Segment Start: Provided information

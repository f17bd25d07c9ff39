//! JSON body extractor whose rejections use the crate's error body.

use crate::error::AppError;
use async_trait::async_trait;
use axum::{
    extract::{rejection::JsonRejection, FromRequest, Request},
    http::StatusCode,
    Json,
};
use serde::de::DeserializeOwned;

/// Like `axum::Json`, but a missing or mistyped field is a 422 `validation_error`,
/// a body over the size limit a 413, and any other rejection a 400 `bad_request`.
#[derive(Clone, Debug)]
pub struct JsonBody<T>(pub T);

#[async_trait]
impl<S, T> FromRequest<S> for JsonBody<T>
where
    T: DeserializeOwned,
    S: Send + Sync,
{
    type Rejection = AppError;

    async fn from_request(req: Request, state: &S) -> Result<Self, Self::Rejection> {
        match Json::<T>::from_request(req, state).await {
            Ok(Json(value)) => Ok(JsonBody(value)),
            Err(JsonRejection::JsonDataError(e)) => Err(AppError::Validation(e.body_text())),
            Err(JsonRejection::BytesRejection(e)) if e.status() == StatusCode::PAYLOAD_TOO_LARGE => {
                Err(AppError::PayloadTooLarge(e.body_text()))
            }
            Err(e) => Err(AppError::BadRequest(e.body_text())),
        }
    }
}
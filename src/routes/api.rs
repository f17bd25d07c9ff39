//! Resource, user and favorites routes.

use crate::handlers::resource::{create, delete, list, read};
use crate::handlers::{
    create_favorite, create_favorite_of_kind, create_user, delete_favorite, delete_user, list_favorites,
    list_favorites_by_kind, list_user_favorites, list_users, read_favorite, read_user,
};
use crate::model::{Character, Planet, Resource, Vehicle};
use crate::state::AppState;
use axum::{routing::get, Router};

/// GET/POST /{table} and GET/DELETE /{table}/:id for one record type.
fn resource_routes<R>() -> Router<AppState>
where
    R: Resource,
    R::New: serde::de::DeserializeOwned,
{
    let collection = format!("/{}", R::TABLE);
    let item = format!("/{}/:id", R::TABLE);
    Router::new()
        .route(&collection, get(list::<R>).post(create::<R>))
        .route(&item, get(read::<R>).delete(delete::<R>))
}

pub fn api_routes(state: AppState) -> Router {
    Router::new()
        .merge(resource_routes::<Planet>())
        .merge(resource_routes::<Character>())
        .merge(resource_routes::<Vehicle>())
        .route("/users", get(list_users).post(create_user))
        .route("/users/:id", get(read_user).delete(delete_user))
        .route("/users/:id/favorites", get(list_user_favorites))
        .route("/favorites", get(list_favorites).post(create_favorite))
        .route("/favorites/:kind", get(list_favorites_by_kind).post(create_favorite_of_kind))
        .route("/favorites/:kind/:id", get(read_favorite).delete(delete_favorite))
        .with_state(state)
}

Segment End: Provided information

| What is expected |
Transcribe the material above in its entirety. Match it exactly.

| Your response |
repository f17bd25d07c9ff39
//! JSON body extractor whose rejections use the crate's error body.

use crate::error::AppError;
use async_trait::async_trait;
use axum::{
    extract::{rejection::JsonRejection, FromRequest, Request},
    http::StatusCode,
    Json,
};
use serde::de::DeserializeOwned;

/// Like `axum::Json`, but a missing or mistyped field is a 422 `validation_error`,
/// a body over the size limit a 413, and any other rejection a 400 `bad_request`.
#[derive(Clone, Debug)]
pub struct JsonBody<T>(pub T);

#[async_trait]
impl<S, T> FromRequest<S> for JsonBody<T>
where
    T: DeserializeOwned,
    S: Send + Sync,
{
    type Rejection = AppError;

    async fn from_request(req: Request, state: &S) -> Result<Self, Self::Rejection> {
        match Json::<T>::from_request(req, state).await {
            Ok(Json(value)) => Ok(JsonBody(value)),
            Err(JsonRejection::JsonDataError(e)) => Err(AppError::Validation(e.body_text())),
            Err(JsonRejection::BytesRejection(e)) if e.status() == StatusCode::PAYLOAD_TOO_LARGE => {
                Err(AppError::PayloadTooLarge(e.body_text()))
            }
            Err(e) => Err(AppError::BadRequest(e.body_text())),
        }
    }
}
filename src/routes/api.rs
repository f17bd25d07c9ff39
//! Resource, user and favorites routes.

use crate::handlers::resource::{create, delete, list, read};
use crate::handlers::{
    create_favorite, create_favorite_of_kind, create_user, delete_favorite, delete_user, list_favorites,
    list_favorites_by_kind, list_user_favorites, list_users, read_favorite, read_user,
};
use crate::model::{Character, Planet, Resource, Vehicle};
use crate::state::AppState;
use axum::{routing::get, Router};

/// GET/POST /{table} and GET/DELETE /{table}/:id for one record type.
fn resource_routes<R>() -> Router<AppState>
where
    R: Resource,
    R::New: serde::de::DeserializeOwned,
{
    let collection = format!("/{}", R::TABLE);
    let item = format!("/{}/:id", R::TABLE);
    Router::new()
        .route(&collection, get(list::<R>).post(create::<R>))
        .route(&item, get(read::<R>).delete(delete::<R>))
}

pub fn api_routes(state: AppState) -> Router {
    Router::new()
        .merge(resource_routes::<Planet>())
        .merge(resource_routes::<Character>())
        .merge(resource_routes::<Vehicle>())
        .route("/users", get(list_users).post(create_user))
        .route("/users/:id", get(read_user).delete(delete_user))
        .route("/users/:id/favorites", get(list_user_favorites))
        .route("/favorites", get(list_favorites).post(create_favorite))
        .route("/favorites/:kind", get(list_favorites_by_kind).post(create_favorite_of_kind))
        .route("/favorites/:kind/:id", get(read_favorite).delete(delete_favorite))
        .with_state(state)
}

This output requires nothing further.